By July 1866, mail coaches resumed operations between San Antonio and El Paso.2 Despite frequent attacks by Indians, the mail stations were repaired and stocked with livestock3, and by the following spring, three mail wagons were stopping at Fort Stockton every week.4

The road between San Antonio and El Paso, already a well-marked highway, was improved.5 In 1868 a bridge was constructed over the Pecos River6 in a location that previously was crossed on a skiff when the water was high.7 Two years later, the bridge was replaced by a new pontoon bridge that quickly became the main crossing.8 Also, once a week, the mail coach traveled from Fort Stockton and Fort Davis to Presidio del Norte on the Rio Grande.9

Thomas Rife was qualified to hold public office.

Rife surrendered to Federal authorities in San Antonio in 1865, as was required of those who served in the Civil War as Confederates.10 He took a loyalty oath before he was paroled.11 The general amnesty required only a simple oath of loyalty to the US Constitution and its laws.12 Two years later, a stricter oath, called the “ironclad oath” was introduced.13 Anyone who could or would not take this second oath was prevented from serving as a juror or acting as a state or local official. The oath stated that he had not given “aid, countenance, counsel or encouragement” to the Confederacy.
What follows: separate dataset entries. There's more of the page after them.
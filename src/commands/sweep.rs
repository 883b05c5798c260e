//! Sweep command: prune expired booking claims

use anyhow::Result;
use chrono::Utc;

use crate::booking::{BookingStore, PgBookingStore};
use crate::config::Config;

/// Delete expired, unconfirmed claims for a location.
///
/// The claim protocol already sweeps lazily before each insert attempt;
/// this command exists for operators who want the table pruned on a
/// schedule as well.
pub async fn run(config: Config, location_id: String) -> Result<()> {
    let store = PgBookingStore::new(&config.pg_config()).await?;
    store.init_schema().await?;

    let removed = store
        .sweep_expired_claims(&location_id, &config.claims, Utc::now())
        .await?;
    crate::metrics::record_claims_swept(removed);

    tracing::info!(location_id = %location_id, removed = removed, "sweep complete");
    println!("removed {removed} expired claim(s) for location '{location_id}'");
    Ok(())
}
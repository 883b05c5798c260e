//! tempora - Service Booking Engine
//!
//! Availability computation and concurrency-safe booking for
//! multi-location service businesses: customers pick a service and time,
//! staff work fixed or shift-plan-driven hours, and a slot is never booked
//! twice even under concurrent and duplicate requests.
//!
//! # Architecture
//!
//! The library is organized into several modules:
//!
//! - [`config`] - Configuration management and settings
//! - [`models`] - Core value types (intervals, slot keys, appointments)
//! - [`schedule`] - Schedule resolution into per-staff open intervals
//! - [`availability`] - Candidate slot generation and smart slot proposals
//! - [`hold`] - Token-guarded advisory slot holds (Redis)
//! - [`booking`] - The claim protocol and staff rotation (PostgreSQL)
//! - [`sources`] - Collaborator interfaces and fixture-backed sources
//! - [`server`] - HTTP API surface
//! - [`notifications`] - Fire-and-forget booking event dispatch
//!
//! # Example
//!
//! ```no_run
//! use tempora::config::Config;
//!
//! #[tokio::main]
//! async fn main() -> anyhow::Result<()> {
//!     let config = Config::from_env()?;
//!     tempora::commands::serve::run(config, false).await?;
//!     Ok(())
//! }
//! ```

pub mod availability;
pub mod booking;
pub mod commands;
pub mod config;
pub mod error;
pub mod hold;
pub mod metrics;
pub mod models;
pub mod notifications;
pub mod schedule;
pub mod server;
pub mod sources;

/// Re-export commonly used types
pub mod prelude {
    pub use crate::availability::{AvailabilityRequest, AvailabilityService, OptimizerConfig};
    pub use crate::booking::{
        BookingOutcome, BookingRequest, BookingService, BookingStore, ClaimPolicy,
    };
    pub use crate::config::Config;
    pub use crate::error::{Error, ErrorCategory, Result};
    pub use crate::hold::HoldManager;
    pub use crate::models::{CandidateSlot, ServiceStepSpec, SlotKey, TimeInterval};
    pub use crate::schedule::ScheduleResolver;
}

// Direct re-exports for convenience
pub use models::{CandidateSlot, ServiceStepSpec, SlotKey, TimeInterval};
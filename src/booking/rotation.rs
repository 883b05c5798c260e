//! Staff assignment rotation
//!
//! When the customer does not pin a staff member, assignment spreads load:
//! eligible staff bucket by current same-day booking load, the lowest
//! bucket sorts by stable id, and the starting index rotates on a
//! monotonically increasing counter per `(location, service set, day)`.
//!
//! The counter lives in the shared store so rotation stays fair across
//! processes. The in-process fallback exists because fairness here is
//! best-effort, not a correctness guarantee.

use std::collections::HashMap;
use std::sync::Mutex;

use chrono::NaiveDate;
use deadpool_redis::Pool;
use sha2::{Digest, Sha256};

/// Counter retention; rotation keys are per-day so anything older is dead.
const COUNTER_TTL_SECS: u64 = 2 * 24 * 3600;

/// Load-based round-robin staff selector.
pub struct StaffRotator {
    pool: Option<Pool>,
    key_prefix: String,
    local: Mutex<HashMap<String, u64>>,
}

impl StaffRotator {
    /// Shared-store backed rotator. Pass `None` to run with the
    /// process-local counter only.
    pub fn new(pool: Option<Pool>, key_prefix: impl Into<String>) -> Self {
        Self {
            pool,
            key_prefix: key_prefix.into(),
            local: Mutex::new(HashMap::new()),
        }
    }

    /// Rotation counter key for one `(location, service set, day)`.
    ///
    /// The service set digests order-independently so `[a, b]` and
    /// `[b, a]` rotate together.
    pub fn rotation_key(&self, location_id: &str, service_ids: &[String], day: NaiveDate) -> String {
        let mut sorted: Vec<&String> = service_ids.iter().collect();
        sorted.sort();

        let mut hasher = Sha256::new();
        for id in sorted {
            hasher.update(id.as_bytes());
            hasher.update(b"\0");
        }
        let digest = format!("{:x}", hasher.finalize());

        format!(
            "{}:rot:{}:{}:{}",
            self.key_prefix,
            location_id,
            &digest[..16],
            day
        )
    }

    /// Pick one staff member from `candidates` given their same-day loads.
    ///
    /// Returns `None` when there are no candidates. Deterministic for a
    /// fixed counter value.
    pub async fn select(
        &self,
        location_id: &str,
        service_ids: &[String],
        day: NaiveDate,
        candidates: &[String],
        loads: &HashMap<String, i64>,
    ) -> Option<String> {
        if candidates.is_empty() {
            return None;
        }

        // Lowest-load bucket, stable order
        let min_load = candidates
            .iter()
            .map(|id| loads.get(id).copied().unwrap_or(0))
            .min()?;
        let mut bucket: Vec<&String> = candidates
            .iter()
            .filter(|id| loads.get(*id).copied().unwrap_or(0) == min_load)
            .collect();
        bucket.sort();

        let key = self.rotation_key(location_id, service_ids, day);
        let counter = self.next_counter(&key).await;
        let index = (counter as usize) % bucket.len();
        Some(bucket[index].clone())
    }

    /// Monotonically increasing counter for a rotation key. Starts at 0.
    async fn next_counter(&self, key: &str) -> u64 {
        if let Some(pool) = &self.pool {
            match self.shared_counter(pool, key).await {
                Ok(value) => return value,
                Err(e) => {
                    tracing::debug!(key = %key, error = %e, "shared rotation counter unavailable, using local fallback");
                }
            }
        }
        self.local_counter(key)
    }

    async fn shared_counter(&self, pool: &Pool, key: &str) -> crate::error::Result<u64> {
        let mut conn = pool.get().await?;
        let value: u64 = redis::cmd("INCR").arg(key).query_async(&mut *conn).await?;
        let _: () = redis::cmd("EXPIRE")
            .arg(key)
            .arg(COUNTER_TTL_SECS)
            .query_async(&mut *conn)
            .await?;
        // INCR starts at 1; rotation indexes from 0
        Ok(value.saturating_sub(1))
    }

    fn local_counter(&self, key: &str) -> u64 {
        let mut counters = self.local.lock().unwrap();
        let entry = counters.entry(key.to_string()).or_insert(0);
        let value = *entry;
        *entry += 1;
        value
    }
}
In the election of 1869, all candidates who had won their election but who could not take the ironclad oath were disqualified from taking office.14 The requirement to swear the ironclad oath would have prevented Rife from standing for election in a county election if, as a mail carrier, he had previously taken an oath to the US Constitution.15 In practice, before the Civil War, only postmasters and mail contractors were required to take an oath to the US Constitution.16 As a result, Rife was qualified to hold public office after the Civil War.17

Local boards were appointed to administer the loyalty oath and to register voters.18 In 1869, the Texas voter registration boards were mostly partisans of the radical Republican candidate for governor, E. J. Davis.19 However, the restrictions placed on former Confederates may have been relaxed in the Trans-Pecos region because the Republican Party considered Texas west of the Colorado River to have been loyal to the Union.20

Stagecoach drivers and guards, and especially those of the mail service, were seen by the Federal government as trustworthy.21 Rife was well known in West Texas, and law-abiding citizens of the region welcomed him22 when he resumed his work as a mail carrier after the war.23 Rife was acquainted with many of the influential men in West Texas, and these contacts and old friends would have been important to Rife and surely influenced his decision to return there.

A generation later in 1891, affidavits by Rife and George Giddings described the exact location of San Martin Springs, of vital importance in determining the boundary line between El Paso, Jeff Davis and Reeves Counties.24 In Rife’s mail service days, it was known as Barrilla Spring.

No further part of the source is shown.